▼▼▼
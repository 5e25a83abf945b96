//! Renders the low-stock list into the alert email body.
//!
//! The layout is fixed: header, one `<li>` per product (or a single
//! placeholder item), recommendation paragraphs, then the signature block.

use html_escape::{encode_double_quoted_attribute, encode_text};

use super::alert_models::SenderIdentity;
use crate::core::stock::LowStockEntry;

/// Shown as the only list item when nothing is below the threshold.
pub const NO_LOW_STOCK_PLACEHOLDER: &str = "Nenhum produto com estoque baixo.";

const HEADER: &str = r#"<div style="font-family: Arial, sans-serif; color: #333;">
<h2 style="color: #000000;">Aviso Urgente: <span style="color: #000000;">Estoque Baixo</span></h2>
<hr style="border: 0; border-top: 1px solid #000000;">

<p style="font-size: 16px;">Prezado(a),</p>

<p style="font-size: 16px;">
<em>Espero que esteja bem.</em>
</p>

<p style="font-size: 16px;">
    Gostaria de alertá-lo sobre a situação atual do estoque.
    Identificamos que os seguintes produtos estão com níveis de estoque <strong style="color: #FF0000;">críticos</strong>:
</p>
"#;

const RECOMMENDATIONS: &str = r#"
<p style="font-size: 16px;">
    <strong>Recomendamos</strong> que uma verificação seja feita o quanto antes e que sejam tomadas as medidas necessárias para evitar a falta desses itens.
</p>

<p style="font-size: 16px;">
    Por favor, não hesite em me contatar caso precise de mais informações ou assistência.
</p>

<hr style="border: 0; border-top: 1px solid #000000;">
"#;

/// Produces the HTML body for a list of low-stock products.
pub fn compose_alert(entries: &[LowStockEntry], sender: &SenderIdentity) -> String {
    let mut html = String::from(HEADER);

    html.push_str("\n<ul style=\"font-size: 16px;\">\n");
    if entries.is_empty() {
        html.push_str(&format!("<li>{}</li>\n", NO_LOW_STOCK_PLACEHOLDER));
    } else {
        for entry in entries {
            html.push_str(&format!("<li><strong>{}</strong></li>\n", entry_line(entry)));
        }
    }
    html.push_str("</ul>\n");

    html.push_str(RECOMMENDATIONS);
    html.push_str(&signature_block(sender));
    html.push_str("</div>\n");

    html
}

/// `Produto: <name>, Estoque: <quantity>`, with the name escaped.
pub fn entry_line(entry: &LowStockEntry) -> String {
    format!(
        "Produto: {}, Estoque: {}",
        encode_text(&entry.name),
        entry.quantity
    )
}

fn signature_block(sender: &SenderIdentity) -> String {
    let mut lines = vec!["Atenciosamente,".to_string()];

    if !sender.name.is_empty() {
        lines.push(format!("<strong>{}</strong>", encode_text(&sender.name)));
    }
    if !sender.department.is_empty() {
        lines.push(encode_text(&sender.department).into_owned());
    }
    if !sender.organization.is_empty() {
        lines.push(format!(
            "<span style=\"color: #228B22;\">{}</span>",
            encode_text(&sender.organization)
        ));
    }
    if !sender.email.is_empty() {
        lines.push(format!(
            "<a href=\"mailto:{}\" style=\"color: #003366;\">{}</a>",
            encode_double_quoted_attribute(&sender.email),
            encode_text(&sender.email)
        ));
    }
    if !sender.phone.is_empty() {
        lines.push(format!("Telefone: {}", encode_text(&sender.phone)));
    }

    format!(
        "\n<p style=\"font-size: 16px;\">\n    {}\n</p>\n",
        lines.join("<br>\n    ")
    )
}
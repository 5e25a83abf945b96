use chrono::{DateTime, Duration, Utc};
use serde::{Deserialize, Serialize};
use serde_json::Value;
use std::collections::HashMap;
use std::path::Path;
use tokio::fs;

use super::{AuthError, Credential};

pub const DEFAULT_TOKEN_URI: &str = "https://oauth2.googleapis.com/token";

/// Tokens this close to expiry are treated as expired.
const EXPIRY_MARGIN_SECS: i64 = 60;

/// User credentials in Google's authorized-user JSON layout (`token.json`).
#[derive(Debug, Clone, Serialize, Deserialize, PartialEq)]
pub struct AuthorizedUserToken {
    /// The access token. Absent in files that only carry a refresh token.
    #[serde(default)]
    pub token: Option<String>,
    #[serde(default)]
    pub refresh_token: Option<String>,
    #[serde(default = "default_token_uri")]
    pub token_uri: String,
    pub client_id: String,
    pub client_secret: String,
    #[serde(default)]
    pub scopes: Vec<String>,
    #[serde(default)]
    pub expiry: Option<DateTime<Utc>>,
    /// Fields we don't use (`universe_domain`, `account`, ...) survive a rewrite.
    #[serde(flatten)]
    pub extra: HashMap<String, Value>,
}

/// Body returned by the OAuth2 token endpoint.
#[derive(Debug, Deserialize)]
pub(crate) struct TokenResponse {
    pub access_token: String,
    #[serde(default)]
    pub expires_in: Option<i64>,
    #[serde(default)]
    pub refresh_token: Option<String>,
    #[serde(default)]
    pub scope: Option<String>,
}

fn default_token_uri() -> String {
    DEFAULT_TOKEN_URI.to_string()
}

impl AuthorizedUserToken {
    /// Loads the token file. A missing file is not an error.
    pub async fn load(path: &Path) -> Result<Option<Self>, AuthError> {
        if !path.exists() {
            return Ok(None);
        }

        let text = fs::read_to_string(path).await?;
        Ok(Some(serde_json::from_str(&text)?))
    }

    pub async fn save(&self, path: &Path) -> Result<(), AuthError> {
        if let Some(parent) = path.parent() {
            if !parent.as_os_str().is_empty() {
                fs::create_dir_all(parent).await?;
            }
        }

        let text = serde_json::to_string_pretty(self)?;
        fs::write(path, text).await?;
        Ok(())
    }

    /// Returns the access token if it is present and not about to expire.
    /// A token without an expiry is taken at face value.
    pub fn credential(&self, now: DateTime<Utc>) -> Option<Credential> {
        let token = self.token.as_ref().filter(|t| !t.is_empty())?;

        if let Some(expiry) = self.expiry {
            if expiry <= now + Duration::seconds(EXPIRY_MARGIN_SECS) {
                return None;
            }
        }

        Some(Credential {
            access_token: token.clone(),
            expires_at: self.expiry,
        })
    }

    /// Builds a token from a fresh token endpoint response.
    pub(crate) fn from_response(
        response: TokenResponse,
        client_id: &str,
        client_secret: &str,
        token_uri: &str,
        requested_scope: &str,
        now: DateTime<Utc>,
    ) -> Self {
        let scopes = response
            .scope
            .as_deref()
            .unwrap_or(requested_scope)
            .split_whitespace()
            .map(str::to_string)
            .collect();

        Self {
            token: Some(response.access_token),
            refresh_token: response.refresh_token,
            token_uri: token_uri.to_string(),
            client_id: client_id.to_string(),
            client_secret: client_secret.to_string(),
            scopes,
            expiry: response.expires_in.map(|secs| now + Duration::seconds(secs)),
            extra: HashMap::new(),
        }
    }

    /// Swaps the refresh token for a new access token, in place.
    pub async fn refresh(
        &mut self,
        client: &reqwest::Client,
        now: DateTime<Utc>,
    ) -> Result<(), AuthError> {
        let refresh_token = self
            .refresh_token
            .clone()
            .ok_or(AuthError::MissingAccessToken)?;

        let response = request_token(
            client,
            &self.token_uri,
            &[
                ("grant_type", "refresh_token"),
                ("client_id", self.client_id.as_str()),
                ("client_secret", self.client_secret.as_str()),
                ("refresh_token", refresh_token.as_str()),
            ],
        )
        .await?;

        self.apply_refresh(response, now);
        Ok(())
    }

    fn apply_refresh(&mut self, response: TokenResponse, now: DateTime<Utc>) {
        self.token = Some(response.access_token);
        self.expiry = response.expires_in.map(|secs| now + Duration::seconds(secs));
        // Google usually omits the refresh token on refresh; keep the old one then.
        if let Some(refresh_token) = response.refresh_token {
            self.refresh_token = Some(refresh_token);
        }
        if let Some(scope) = response.scope {
            self.scopes = scope.split_whitespace().map(str::to_string).collect();
        }
    }
}

/// POSTs a form to the token endpoint and decodes the answer.
pub(crate) async fn request_token(
    client: &reqwest::Client,
    token_uri: &str,
    form: &[(&str, &str)],
) -> Result<TokenResponse, AuthError> {
    let response = client.post(token_uri).form(form).send().await?;

    if !response.status().is_success() {
        let status = response.status().as_u16();
        let body = response.text().await?;
        return Err(AuthError::TokenEndpoint { status, body });
    }

    Ok(response.json().await?)
}
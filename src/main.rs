// This is the entry point of the low-stock alert.
//
// **Architecture Overview:**
// - `core/` = Business logic (stock evaluation, email composition, the run itself)
// - `infra/` = Implementations of core traits (Google auth, Google Sheets, SMTP)
// - `config/` = Settings read from the environment
//
// This file's job is to:
// 1. Load configuration
// 2. Obtain Google credentials
// 3. Wire the services together (dependency injection)
// 4. Run once and report
//
// Every failure is logged; the process always exits normally.

// These attrs point each module declaration at a more descriptive root file
// so we don't end up with several mod.rs files that all look the same.
#[path = "config/app_config.rs"]
mod config;
#[path = "core/core_layer.rs"]
mod core;
#[path = "infra/infra_layer.rs"]
mod infra;

use anyhow::Context;
use tracing_subscriber::EnvFilter;

use crate::config::AppConfig;
use crate::core::alert::{Delivery, Recipients, RunReport, StockAlertService};
use crate::core::stock::StockEvaluator;
use crate::infra::google_auth::CredentialProvider;
use crate::infra::google_sheets::GoogleSheetsClient;
use crate::infra::mail::SmtpMailer;

#[tokio::main]
async fn main() {
    // Load environment variables from .env file (if it exists)
    dotenv::dotenv().ok();

    // Initialize logging so we can see what's happening
    tracing_subscriber::fmt()
        .with_env_filter(
            EnvFilter::try_from_default_env().unwrap_or_else(|_| EnvFilter::new("info")),
        )
        .init();

    if let Err(e) = run().await {
        tracing::error!("{:#}", e);
    }
}

async fn run() -> anyhow::Result<()> {
    let config = AppConfig::from_env().context("Invalid configuration")?;

    // ========================================================================
    // CREDENTIALS
    // ========================================================================

    let provider = CredentialProvider::from_config(&config.google)
        .await
        .context("Failed to load Google credentials")?;
    let credential = provider
        .get_valid_credentials()
        .await
        .context("Failed to obtain Google credentials")?;
    if let Some(expires_at) = credential.expires_at {
        tracing::debug!("Google token valid until {}", expires_at);
    }

    // ========================================================================
    // DEPENDENCY INJECTION
    // ========================================================================

    let reader = GoogleSheetsClient::new(credential);

    let (mailer, recipients) = match config.mail {
        Ok(mail) => (Ok(SmtpMailer::new(mail.smtp)), mail.recipients),
        Err(reason) => (Err(reason), Recipients::default()),
    };

    let service = StockAlertService::new(
        reader,
        mailer,
        StockEvaluator::new(config.threshold),
        config.sheet,
        recipients,
        config.sender,
    );

    match service.run().await {
        Ok(report) => print_report(&report),
        Err(e) => tracing::error!("Error accessing the API: {}", e),
    }

    Ok(())
}

fn print_report(report: &RunReport) {
    println!(
        "📦 {} row(s) checked, {} low-stock product(s), {} unreadable quantit{}",
        report.rows_considered,
        report.low_stock.len(),
        report.parse_failures.len(),
        if report.parse_failures.len() == 1 { "y" } else { "ies" }
    );

    for entry in &report.low_stock {
        println!("   - {}: {}", entry.name, entry.quantity);
    }
    for failure in &report.parse_failures {
        println!("   ? row {}: '{}'", failure.row + 1, failure.raw_value);
    }

    match &report.delivery {
        Delivery::Sent => println!("✅ Email sent"),
        Delivery::Skipped(reason) => println!("⚠️ Email skipped: {}", reason),
        Delivery::Failed(reason) => println!("❌ Email failed: {}", reason),
    }
}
▲▲▲
What you have to do — Ending with the line containing "of low-stock products.", please print exactly the lines of the material above from its first line onward, and nothing else.

Task output —
repository 5e25a83abf945b96
//! Renders the low-stock list into the alert email body.
//!
//! The layout is fixed: header, one `<li>` per product (or a single
//! placeholder item), recommendation paragraphs, then the signature block.

use html_escape::{encode_double_quoted_attribute, encode_text};

use super::alert_models::SenderIdentity;
use crate::core::stock::LowStockEntry;

/// Shown as the only list item when nothing is below the threshold.
pub const NO_LOW_STOCK_PLACEHOLDER: &str = "Nenhum produto com estoque baixo.";

const HEADER: &str = r#"<div style="font-family: Arial, sans-serif; color: #333;">
<h2 style="color: #000000;">Aviso Urgente: <span style="color: #000000;">Estoque Baixo</span></h2>
<hr style="border: 0; border-top: 1px solid #000000;">

<p style="font-size: 16px;">Prezado(a),</p>

<p style="font-size: 16px;">
<em>Espero que esteja bem.</em>
</p>

<p style="font-size: 16px;">
    Gostaria de alertá-lo sobre a situação atual do estoque.
    Identificamos que os seguintes produtos estão com níveis de estoque <strong style="color: #FF0000;">críticos</strong>:
</p>
"#;

const RECOMMENDATIONS: &str = r#"
<p style="font-size: 16px;">
    <strong>Recomendamos</strong> que uma verificação seja feita o quanto antes e que sejam tomadas as medidas necessárias para evitar a falta desses itens.
</p>

<p style="font-size: 16px;">
    Por favor, não hesite em me contatar caso precise de mais informações ou assistência.
</p>

<hr style="border: 0; border-top: 1px solid #000000;">
"#;

/// Produces the HTML body for a list of low-stock products.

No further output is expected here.